Each line in the records that mentions the word "format" needs to be listed.

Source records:
= = =
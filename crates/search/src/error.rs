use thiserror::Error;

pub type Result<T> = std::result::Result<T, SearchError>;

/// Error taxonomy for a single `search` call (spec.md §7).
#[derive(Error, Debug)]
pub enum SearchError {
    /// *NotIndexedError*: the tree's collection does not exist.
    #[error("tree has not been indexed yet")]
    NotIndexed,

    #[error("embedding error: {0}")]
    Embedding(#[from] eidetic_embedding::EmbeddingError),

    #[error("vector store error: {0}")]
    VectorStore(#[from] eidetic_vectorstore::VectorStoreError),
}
= = =
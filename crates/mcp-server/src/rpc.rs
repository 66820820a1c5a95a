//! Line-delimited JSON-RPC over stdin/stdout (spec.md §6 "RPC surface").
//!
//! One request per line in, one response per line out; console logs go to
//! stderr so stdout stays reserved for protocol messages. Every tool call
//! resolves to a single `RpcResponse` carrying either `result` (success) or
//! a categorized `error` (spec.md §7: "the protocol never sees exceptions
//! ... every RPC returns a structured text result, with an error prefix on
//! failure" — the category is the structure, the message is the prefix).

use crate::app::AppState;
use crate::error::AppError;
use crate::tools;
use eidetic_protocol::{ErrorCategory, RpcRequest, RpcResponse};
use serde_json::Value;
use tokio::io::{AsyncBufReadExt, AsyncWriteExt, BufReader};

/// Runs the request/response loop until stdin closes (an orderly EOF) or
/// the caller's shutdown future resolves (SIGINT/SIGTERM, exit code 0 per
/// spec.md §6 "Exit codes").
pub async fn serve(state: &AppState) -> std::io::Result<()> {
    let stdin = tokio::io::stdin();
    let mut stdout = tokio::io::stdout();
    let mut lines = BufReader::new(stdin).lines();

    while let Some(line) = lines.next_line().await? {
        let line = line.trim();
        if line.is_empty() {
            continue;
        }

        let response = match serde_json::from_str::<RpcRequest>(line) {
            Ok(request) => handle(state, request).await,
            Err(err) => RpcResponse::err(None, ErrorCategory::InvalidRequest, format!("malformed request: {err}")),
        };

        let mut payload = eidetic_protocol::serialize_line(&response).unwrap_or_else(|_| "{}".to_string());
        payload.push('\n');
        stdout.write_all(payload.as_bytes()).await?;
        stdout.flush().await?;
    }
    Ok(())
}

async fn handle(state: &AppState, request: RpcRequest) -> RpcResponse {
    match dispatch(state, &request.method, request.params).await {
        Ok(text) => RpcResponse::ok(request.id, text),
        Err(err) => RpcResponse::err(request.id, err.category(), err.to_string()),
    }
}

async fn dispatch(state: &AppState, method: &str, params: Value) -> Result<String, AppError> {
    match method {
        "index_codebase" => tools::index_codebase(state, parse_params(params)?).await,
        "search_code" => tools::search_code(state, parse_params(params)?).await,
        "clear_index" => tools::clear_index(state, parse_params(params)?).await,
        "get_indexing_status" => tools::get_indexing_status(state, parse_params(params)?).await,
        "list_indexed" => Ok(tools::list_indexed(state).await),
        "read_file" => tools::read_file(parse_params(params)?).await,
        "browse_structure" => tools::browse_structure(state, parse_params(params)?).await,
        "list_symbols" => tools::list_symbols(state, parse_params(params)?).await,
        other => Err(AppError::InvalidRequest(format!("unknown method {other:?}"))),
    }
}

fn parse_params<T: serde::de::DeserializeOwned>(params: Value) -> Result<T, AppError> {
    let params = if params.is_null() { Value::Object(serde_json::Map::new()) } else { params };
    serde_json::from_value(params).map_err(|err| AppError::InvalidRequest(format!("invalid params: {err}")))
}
= = =
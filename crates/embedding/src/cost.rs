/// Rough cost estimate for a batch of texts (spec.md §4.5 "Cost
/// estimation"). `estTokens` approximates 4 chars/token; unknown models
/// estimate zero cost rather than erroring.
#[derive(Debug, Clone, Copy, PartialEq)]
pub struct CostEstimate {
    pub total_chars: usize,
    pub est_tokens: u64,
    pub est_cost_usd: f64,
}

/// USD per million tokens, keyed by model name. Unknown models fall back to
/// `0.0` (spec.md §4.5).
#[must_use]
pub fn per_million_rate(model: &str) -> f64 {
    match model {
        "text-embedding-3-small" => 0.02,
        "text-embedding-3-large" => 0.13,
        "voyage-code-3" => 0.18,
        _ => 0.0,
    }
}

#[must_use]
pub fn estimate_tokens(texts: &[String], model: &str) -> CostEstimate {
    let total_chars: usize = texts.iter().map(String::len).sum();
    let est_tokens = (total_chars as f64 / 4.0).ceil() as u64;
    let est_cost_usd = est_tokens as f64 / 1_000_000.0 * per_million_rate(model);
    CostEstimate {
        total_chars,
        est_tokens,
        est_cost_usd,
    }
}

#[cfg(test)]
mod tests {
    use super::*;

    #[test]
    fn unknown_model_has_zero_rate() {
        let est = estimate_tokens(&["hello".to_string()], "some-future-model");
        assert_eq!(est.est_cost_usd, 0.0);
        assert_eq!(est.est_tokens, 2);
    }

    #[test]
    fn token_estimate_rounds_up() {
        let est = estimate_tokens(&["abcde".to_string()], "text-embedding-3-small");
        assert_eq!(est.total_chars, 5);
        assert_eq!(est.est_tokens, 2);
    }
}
= = =
Final answer:
            Err(err) => RpcResponse::err(None, ErrorCategory::InvalidRequest, format!("malformed request: {err}")),
        other => Err(AppError::InvalidRequest(format!("unknown method {other:?}"))),
    serde_json::from_value(params).map_err(|err| AppError::InvalidRequest(format!("invalid params: {err}")))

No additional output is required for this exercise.